India's capital New Delhi was enveloped in heavy, toxic smog on Sunday with the worst pollution levels of recent years.
Hundreds of flights were diverted or delayed as politicians blamed each other for failing to tackle the crisis.
Every winter, the city of 20 million people is blanketed by a poisonous smog of car fumes, industrial emissions and smoke from stubble burning at farms in neighbouring states.
Concentrations of fine particles (2.5 microns or less in diameter) in the air hit the highest level this season, India's System of Air Quality Weather Forecasting and Research said.
The air-quality index for the particulates hit 810 early in the day, well beyond the hazardous zone, said the US embassy in Delhi, which monitors pollution levels.
The recommended World Health Organisation safe daily maximum is a reading of 25.
"Pollution has reached unbearable levels," Delhi Chief Minister Arvind Kejriwal tweeted on Sunday.
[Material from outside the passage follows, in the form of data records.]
//! # Coordinate Labels
//!
//! Labels push the grid away from whichever edges carry them, by exactly one
//! stone width, so labels and intersections never overlap. The clamp
//! strategies keep the stones hugging the edge opposite the labels instead of
//! drifting back to the center when the margins are one-sided.

use serde::Serialize;

use super::chain::{ContainerStrategy, LayoutRect};
use super::BoardLayout;
use crate::geometry::{Edges, Point};
use crate::model::LabelPosition;

/// Wrap the stone region in a coordinate-label region for `position`.
///
/// | Position | Margins | Strategy |
/// |---|---|---|
/// | `None` | none, `stones` is returned unchanged | n/a |
/// | `TopAndLeft` | right, bottom | `ClampBottomRight` |
/// | `BottomAndRight` | top, left | `ClampTopLeft` |
/// | `AllSides` | all four | `Center` |
pub fn wrap_coordinate_labels(
    stones: LayoutRect,
    position: LabelPosition,
    stone_size: f64,
) -> LayoutRect {
    let s = stone_size;
    match position {
        LabelPosition::None => stones,
        LabelPosition::TopAndLeft => stones.with_margin(
            Edges::new(0.0, s, s, 0.0),
            ContainerStrategy::ClampBottomRight,
        ),
        LabelPosition::BottomAndRight => stones.with_margin(
            Edges::new(s, 0.0, 0.0, s),
            ContainerStrategy::ClampTopLeft,
        ),
        LabelPosition::AllSides => stones.with_uniform_margin(s, ContainerStrategy::Center),
    }
}

/// Which board edge a label belongs to.
#[derive(Debug, Clone, Copy, PartialEq, Eq, Hash, Serialize)]
#[serde(rename_all = "camelCase")]
pub enum LabelSide {
    Top,
    Bottom,
    Left,
    Right,
}

/// A coordinate label and the pixel point its text should be centered on.
#[derive(Debug, Clone, PartialEq, Serialize)]
pub struct LabelAnchor {
    pub text: String,
    pub side: LabelSide,
    pub position: Point,
}

const COLUMN_LETTERS: &[u8] = b"ABCDEFGHJKLMNOPQRSTUVWXYZ";

/// Column label for a zero-based column: `A`..`Z` without `I`, then `AA`,
/// `AB`, … for boards wider than 25.
pub fn column_label(column: u32) -> String {
    let base = COLUMN_LETTERS.len() as u32;
    let mut n = column + 1;
    let mut letters = Vec::new();
    while n > 0 {
        n -= 1;
        letters.push(COLUMN_LETTERS[(n % base) as usize] as char);
        n /= base;
    }
    letters.iter().rev().collect()
}

/// Row label for a zero-based row counted from the top. The bottom row is 1.
pub fn row_label(row: u32, rows: u32) -> String {
    (rows - row).to_string()
}

/// Anchor points for every label drawn by `layout`'s label position.
///
/// Labels are centered in the strip between the label region edge and the
/// stone region edge on their side, aligned with their column or row.
pub(crate) fn label_anchors(layout: &BoardLayout) -> Vec<LabelAnchor> {
    let position = layout.label_position();
    if position == LabelPosition::None {
        return vec![];
    }

    let labels = layout.coordinate_label_bounds();
    let stones = layout.stone_bounds();
    let board = layout.board_size();
    let mut anchors = Vec::new();

    let mut columns = |side: LabelSide, y: f64| {
        for column in 0..board.columns {
            anchors.push(LabelAnchor {
                text: column_label(column),
                side,
                position: Point::new(layout.intersection_center(column, 0).x, y),
            });
        }
    };
    if position.has_top() {
        columns(LabelSide::Top, (labels.y + stones.y) / 2.0);
    }
    if position.has_bottom() {
        columns(LabelSide::Bottom, (stones.bottom() + labels.bottom()) / 2.0);
    }

    let mut rows = |side: LabelSide, x: f64| {
        for row in 0..board.rows {
            anchors.push(LabelAnchor {
                text: row_label(row, board.rows),
                side,
                position: Point::new(x, layout.intersection_center(0, row).y),
            });
        }
    };
    if position.has_left() {
        rows(LabelSide::Left, (labels.x + stones.x) / 2.0);
    }
    if position.has_right() {
        rows(LabelSide::Right, (stones.right() + labels.right()) / 2.0);
    }

    anchors
}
Visibility was so poor at Delhi's airports that 37 flights were diverted and hundreds of departures and arrivals delayed, officials said.
The Twenty20 international between Bangladesh and India went ahead as planned on Sunday, with a near-capacity crowd in attendance despite health warnings from government agencies.
"It's actually scary. You can't see things in front of you," protester Jaivipra said at a rally in Delhi on Sunday calling for politicians to do more to curb pollution.
Nurses at the demonstration said they were seeing more people suffering as a result of the smog.
"Patients are coming with more lung and respiratory diseases, like more are affected with asthma," Reshma CM said.
State and federal politicians blamed one another for the conditions.
In a tweet last week, Mr Kejriwal called on the state governments of neighbouring Punjab and Haryana to take action.
"Delhi has turned into a gas chamber due to smoke from crop burning in neighbouring states," he tweeted.
Federal Environment Minister Prakash Javadekar accused Mr Kejriwal of politicising the issue and presenting the two states "in a bad light and as villains".
Schools in Delhi have already been ordered to close until Tuesday, and building work was stopped.
From Monday, there will be an alternating car licence plate programme to reduce traffic.
Global non-profit Vital Strategies' senior vice president for environmental health, Daniel Kass, said while temporary curbs were helpful, they had a limited effect over time.
"They are insufficient to address the most important aspect of air pollution, which is what people live with day to day," Mr Kass said.
He said a range of measures needed to be imposed at local and national levels for air quality to improve.
Apart from changing agricultural practices, Mr Kass said the measures should include more investment in public transport, emission controls on motorcycles, switching electricity generation sources and quicker conversion of home-heating from charcoal to natural gas.
Last year, a UN report found 14 of the world's 15 most polluted cities were in India, with one US study saying pollution was responsible for a million premature deaths every year.